A device related to a switch is the relay. It can be simple or complex, but generally there are no rotary relays in common use. A relay is a remote switch. I described it in Part 2 of this series. A relay is shown like a switch, but it also includes the symbol for an electromagnet, which looks the same as an inductor. Like any switch, a relay can have multiple poles and multiple positions. But most relays are simple, like a double-pole, double throw relay is common. A separate switch controls the relay. One mechanical switch can control multiple relays when complex switching is required.

 

Every piece of audio equipment has to have some way for the audio to get into it and out of it. And for that we use connectors. Devices with just one or two inputs and outputs usually use XLR connectors, the same as what we use for microphones. More complex equipment, like a converter or a console, needs a lot more inputs and outputs, and they are often on larger connectors that typically have 25 contacts, which can accommodate 8 channels of balanced audio.

Some vintage equipment uses screw terminals for external connections.

No matter what type of connector, the classic, generic schematic symbol was simply a V-shape for an input, and an arrow shape for an output. Those represent the male and female connectors.

 

 

The symbols I have covered describe most of the passive components you will likely find in an audio device. Active devices are the ones that actually amplify the audio passing through them. The two main categories of active devices are vacuum tubes and transistors. There are many variations on these symbols, to represent different sub-types of these devices. Let’s begin with vacuum tubes, since they came first.

 

The schematic symbol for a tube is a circle with several lines inside. You can think of that circle as the glass envelope that goes around the internal parts. There is no air or other gas inside, of course. It is a vacuum tube.

Tubes come in several varieties. I will describe the ones you will find in audio equipment.

On most tube diagrams, you will see at the bottom of the circle, inside, a triangle. It’s just two lines that go up at an angle and meet in the middle. They are drawn symmetrically.

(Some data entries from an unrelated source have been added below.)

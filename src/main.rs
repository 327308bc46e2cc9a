mod debug_report;

use clap::Parser;
use short_order::world::{State, demo};
use short_order::{Options, interpret_verbose_with};
use std::io::{self, BufRead, IsTerminal};
use std::process::ExitCode;
use tracing_subscriber::EnvFilter;
use tracing_subscriber::{layer::SubscriberExt, util::SubscriberInitExt};

/// Interpret food and drink orders against the built-in demo menu.
///
/// Each utterance is applied in turn to the same cart, so later ones can
/// refer to items added earlier ("a latte", "make it large").
#[derive(Parser)]
#[command(name = "short-order", version, about, long_about = None)]
struct Cli {
    /// Utterances to interpret. Reads one per stdin line when omitted.
    utterances: Vec<String>,

    /// Drop lattice edges scoring below this.
    #[arg(long, default_value_t = Options::default().score_threshold)]
    threshold: f64,

    /// Show every candidate tokenization and timings.
    #[arg(long, short)]
    verbose: bool,

    /// Force ANSI color output.
    #[arg(long)]
    color: bool,

    /// Disable ANSI color output.
    #[arg(long)]
    no_color: bool,
}

fn main() -> ExitCode {
    tracing_subscriber::registry()
        .with(EnvFilter::try_from_default_env().unwrap_or_else(|_| "warn".into()))
        .with(tracing_subscriber::fmt::layer().with_writer(io::stderr))
        .init();

    let cli = Cli::parse();
    let color = if cli.no_color { false } else { cli.color || io::stdout().is_terminal() };

    let (world, lexer) = match demo::coffee_shop() {
        Ok(menu) => menu,
        Err(err) => {
            eprintln!("error: demo menu: {err}");
            return ExitCode::FAILURE;
        }
    };

    let utterances = if cli.utterances.is_empty() {
        match read_stdin_lines() {
            Ok(lines) => lines,
            Err(err) => {
                eprintln!("error: failed to read stdin: {err}");
                return ExitCode::from(2);
            }
        }
    } else {
        cli.utterances
    };
    if utterances.is_empty() {
        eprintln!("error: no input provided");
        return ExitCode::from(2);
    }

    let options = Options { score_threshold: cli.threshold };
    let mut state = State::new();
    for utterance in &utterances {
        let run = interpret_verbose_with(&world, &lexer, utterance, &state, &options);
        debug_report::print_run(&world, &run, cli.verbose, color);
        state = run.result.state;
    }
    ExitCode::SUCCESS
}

fn read_stdin_lines() -> io::Result<Vec<String>> {
    let mut lines = Vec::new();
    for line in io::stdin().lock().lines() {
        let line = line?;
        if !line.trim().is_empty() {
            lines.push(line);
        }
    }
    Ok(lines)
}
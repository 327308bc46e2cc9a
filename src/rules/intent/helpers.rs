use super::Context;
use crate::engine::{Segment, resolve_targets, segmentations, split_on_entities};
use crate::world::{ItemInstance, State, World};
use crate::{Captures, HypotheticalItem, Interpretation, Spanned};

/// Marker tokens (intent words, prepositions) among the captures.
pub(super) fn markers(captures: &Captures<'_>) -> usize {
    captures.iter().flatten().filter(|s| s.token.parts().is_none()).count()
}

/// Lexical tokens covered by the captures.
pub(super) fn tokens_in(captures: &Captures<'_>) -> usize {
    captures.iter().flatten().map(|s| s.token_count()).sum()
}

/// The run grouped in a `PRODUCT_PARTS_*` capture.
pub(super) fn parts<'t>(capture: Option<&'t Spanned>) -> Option<&'t [Spanned]> {
    capture?.token.parts()
}

/// The only segment of a run holding exactly one entity.
pub(super) fn single_segment(tokens: &[Spanned]) -> Option<Segment<'_>> {
    let (entities, gaps) = split_on_entities(tokens);
    match entities.as_slice() {
        [entity] => Some(Segment { left: gaps[0], entity, right: gaps[1] }),
        _ => None,
    }
}

/// Best-first cart items referred to by a captured run.
pub(super) fn targets(ctx: &Context<'_>, capture: Option<&Spanned>) -> Vec<HypotheticalItem> {
    match capture {
        Some(words) => resolve_targets(ctx.services, &ctx.state.cart, words.span),
        None => Vec::new(),
    }
}

/// Highest-scoring way to read `tokens` as a list of segments, scored by
/// `read`. Ties go to the earlier segmentation.
pub(super) fn best_segmentation<'t, T>(
    tokens: &'t [Spanned],
    mut read: impl FnMut(&[Segment<'t>]) -> Option<(T, usize)>,
) -> Option<(T, usize)> {
    let mut best: Option<(T, usize)> = None;
    for segments in segmentations(tokens) {
        let Some((value, score)) = read(&segments) else {
            continue;
        };
        if best.as_ref().is_none_or(|(_, top)| score > *top) {
            best = Some((value, score));
        }
    }
    best
}

/// Interpretation replacing the cart item with the same `uid` as `item`.
pub(super) fn replace(item: ItemInstance, score: usize, token_count: usize) -> Interpretation {
    Interpretation::new(score, token_count, move |state: &State| State::with_cart(state.cart.replace(item.clone())))
}

/// `parent` without `option`. A default option is kept with quantity 0 so
/// the removal is recorded; anything else is dropped.
pub(super) fn without_option(world: &World, parent: &ItemInstance, option: &ItemInstance) -> ItemInstance {
    let mut parent = parent.clone();
    if world.catalog.is_default_option(parent.key.pid, option.key.pid) {
        match parent.children.iter_mut().find(|c| option.uid != 0 && c.uid == option.uid) {
            Some(child) => child.quantity = 0,
            None => parent.children.push(ItemInstance { quantity: 0, ..option.clone() }),
        }
    } else {
        parent.children.retain(|c| c.uid != option.uid);
    }
    parent
}
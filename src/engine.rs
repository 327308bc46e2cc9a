//! Interpretation engine.
//!
//! Everything between "a lattice of scored tokens" and "the winning
//! interpretation" lives under `src/engine/`. The lexer (in `world/`) builds
//! the lattice and the rule tables (in `rules/`) say what the token sequences
//! mean. This module holds the machinery that connects the two.
//!
//! ## How the parts work together
//!
//! ```text
//! Graph (lexer output)
//!   │  Graph::filter(threshold)                    (lattice.rs, dedup.rs)
//!   v
//! filtered Graph ── maximal_tokenizations ──┐
//!                                           │ one per optimal path
//!                                           v
//!                                group (grouping.rs)
//!                                  - drop UNKNOWN fillers
//!                                  - fold product parts into PRODUCT_PARTS_*
//!                                           │
//!                                           v
//!                        Grammar::process (matcher.rs, cursor.rs)
//!                          - gate rules by TokenMask (trigger.rs,
//!                            compiled_rules.rs)
//!                          - productions call the item builders, which
//!                            use split/resolve (splitter.rs, resolve.rs)
//!                                           │
//!                                           v
//!                        Parser keeps the candidate with the fewest
//!                        missed tokens (parser.rs, metrics.rs)
//!                                           │
//!                                           v
//!                                    Interpretation
//! ```
//!
//! ## Responsibilities by module
//!
//! - `cursor.rs`: read position over a token slice with a mark stack.
//! - `matcher.rs`: the ordered-rule pattern matcher shared by both grammars.
//! - `compiled_rules.rs` / `trigger.rs`: per-input rule gating.
//! - `lattice.rs` / `dedup.rs`: the scored token graph and its enumeration.
//! - `grouping.rs`: turns a tokenization into grammar input.
//! - `splitter.rs`: assigns the words around entities to those entities.
//! - `resolve.rs`: finds the cart items (or options) a phrase refers to.
//! - `parser.rs`: the orchestrator.
//! - `metrics.rs`: timing and per-candidate debug data.

#[path = "engine/compiled_rules.rs"]
mod compiled_rules;
#[path = "engine/cursor.rs"]
mod cursor;
#[path = "engine/dedup.rs"]
mod dedup;
#[path = "engine/grouping.rs"]
mod grouping;
#[path = "engine/lattice.rs"]
mod lattice;
#[path = "engine/matcher.rs"]
mod matcher;
#[path = "engine/metrics.rs"]
mod metrics;
#[path = "engine/parser.rs"]
mod parser;
#[path = "engine/resolve.rs"]
mod resolve;
#[path = "engine/splitter.rs"]
mod splitter;
#[path = "engine/trigger.rs"]
mod trigger;

pub use lattice::{Edge, Graph};
pub(crate) use grouping::group;
pub(crate) use matcher::Grammar;
pub(crate) use metrics::RunResult;
pub(crate) use parser::Parser;
pub(crate) use resolve::{resolve_option_targets, resolve_targets};
pub(crate) use splitter::{Segment, segmentations, split_on_entities};
use super::Context;
use super::helpers::{best_segmentation, markers, parts, replace, targets, tokens_in};
use crate::rules::items::{build_entity, build_modification};
use crate::world::{ItemInstance, State};
use crate::{Captures, Interpretation, Rule};

type Ctx<'a> = Context<'a>;

pub(super) fn rules<'a>() -> Vec<Rule<Ctx<'a>>> {
    vec![rule_add_move(), rule_add_implicit_target(), rule_add_new_items(), rule_add_implicit_options()]
}

/// "add milk to the latte"
fn rule_add_move<'a>() -> Rule<Ctx<'a>> {
    rule! {
        name: "add: move options onto target",
        pattern: [
            optional!(tok!(Prologue)),
            optional!(tok!(AddToOrder)),
            tok!(ProductParts0),
            tok!(Preposition),
            tok!(ProductParts1),
        ],
        prod: add_move,
    }
}

/// "add milk to it" (with "it" dropped by the lexer)
fn rule_add_implicit_target<'a>() -> Rule<Ctx<'a>> {
    rule! {
        name: "add: options onto implicit target",
        pattern: [optional!(tok!(Prologue)), optional!(tok!(AddToOrder)), tok!(ProductParts0), tok!(Preposition)],
        prod: add_implicit,
    }
}

/// "I'd like a large coffee and two cones"
fn rule_add_new_items<'a>() -> Rule<Ctx<'a>> {
    rule! {
        name: "add: new items",
        pattern: [
            optional!(tok!(Prologue)),
            optional!(tok!(AddToOrder)),
            choose!(tok!(ProductParts1), tok!(ProductPartsN)),
        ],
        prod: add_new_items,
    }
}

/// "and whipped cream"
fn rule_add_implicit_options<'a>() -> Rule<Ctx<'a>> {
    rule! {
        name: "add: options onto last item",
        pattern: [optional!(tok!(Prologue)), optional!(tok!(AddToOrder)), tok!(ProductParts0)],
        prod: add_implicit,
    }
}

fn add_move<'a>(ctx: &Ctx<'a>, captures: &Captures<'_>, _: usize) -> Option<Ctx<'a>> {
    let options = parts(captures[2])?;
    for target in targets(ctx, captures[4]) {
        let Some(item) = &target.item else {
            continue;
        };
        let modified = build_modification(ctx.services, item, options);
        if let Some(updated) = modified.item {
            let score = markers(captures) + target.score + modified.score;
            return Some(ctx.apply(replace(updated, score, tokens_in(captures))));
        }
    }
    None
}

fn add_implicit<'a>(ctx: &Ctx<'a>, captures: &Captures<'_>, _: usize) -> Option<Ctx<'a>> {
    let options = parts(captures[2])?;
    let last = ctx.state.cart.last()?;
    let modified = build_modification(ctx.services, last, options);
    let updated = modified.item?;
    Some(ctx.apply(replace(updated, markers(captures) + modified.score, tokens_in(captures))))
}

fn add_new_items<'a>(ctx: &Ctx<'a>, captures: &Captures<'_>, _: usize) -> Option<Ctx<'a>> {
    let tokens = parts(captures[2])?;
    let (items, score) = best_segmentation(tokens, |segments| {
        let built: Vec<_> = segments.iter().map(|segment| build_entity(ctx.services, segment)).collect();
        let score: usize = built.iter().map(|h| h.score).sum();
        let items: Vec<ItemInstance> = built.into_iter().filter_map(|h| h.item).collect();
        (!items.is_empty()).then_some((items, score))
    })?;
    let interpretation = Interpretation::new(markers(captures) + score, tokens_in(captures), move |state: &State| {
        let cart = items.iter().fold(state.cart.clone(), |cart, item| cart.add(item.clone()));
        State::with_cart(cart)
    });
    Some(ctx.apply(interpretation))
}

Those represent the filament, which is heated by electricity and glows a dull red or orange. That is the light you see inside the tube.

It’s the same concept as an incandescent light bulb, only a tube does not need to produce light to work, only heat, so it is a dull red and not the bright white light of a lightbulb. The purpose of the filament is to create a source of electrons.

In the early days, the filament produced the electrons directly, but since the 1930s most tubes have another element that surrounds the filament and is heated by it. That is called the cathode, and it is shown like a roof over the filament, with a little downward hook at the far end.

On the opposite side of the tube, at the top, is another internal element called the plate, or sometimes called the anode. Its purpose is to receive the flow of electrons emitted by the cathode, and in a circuit, provide a path for the electrons to leave the tube.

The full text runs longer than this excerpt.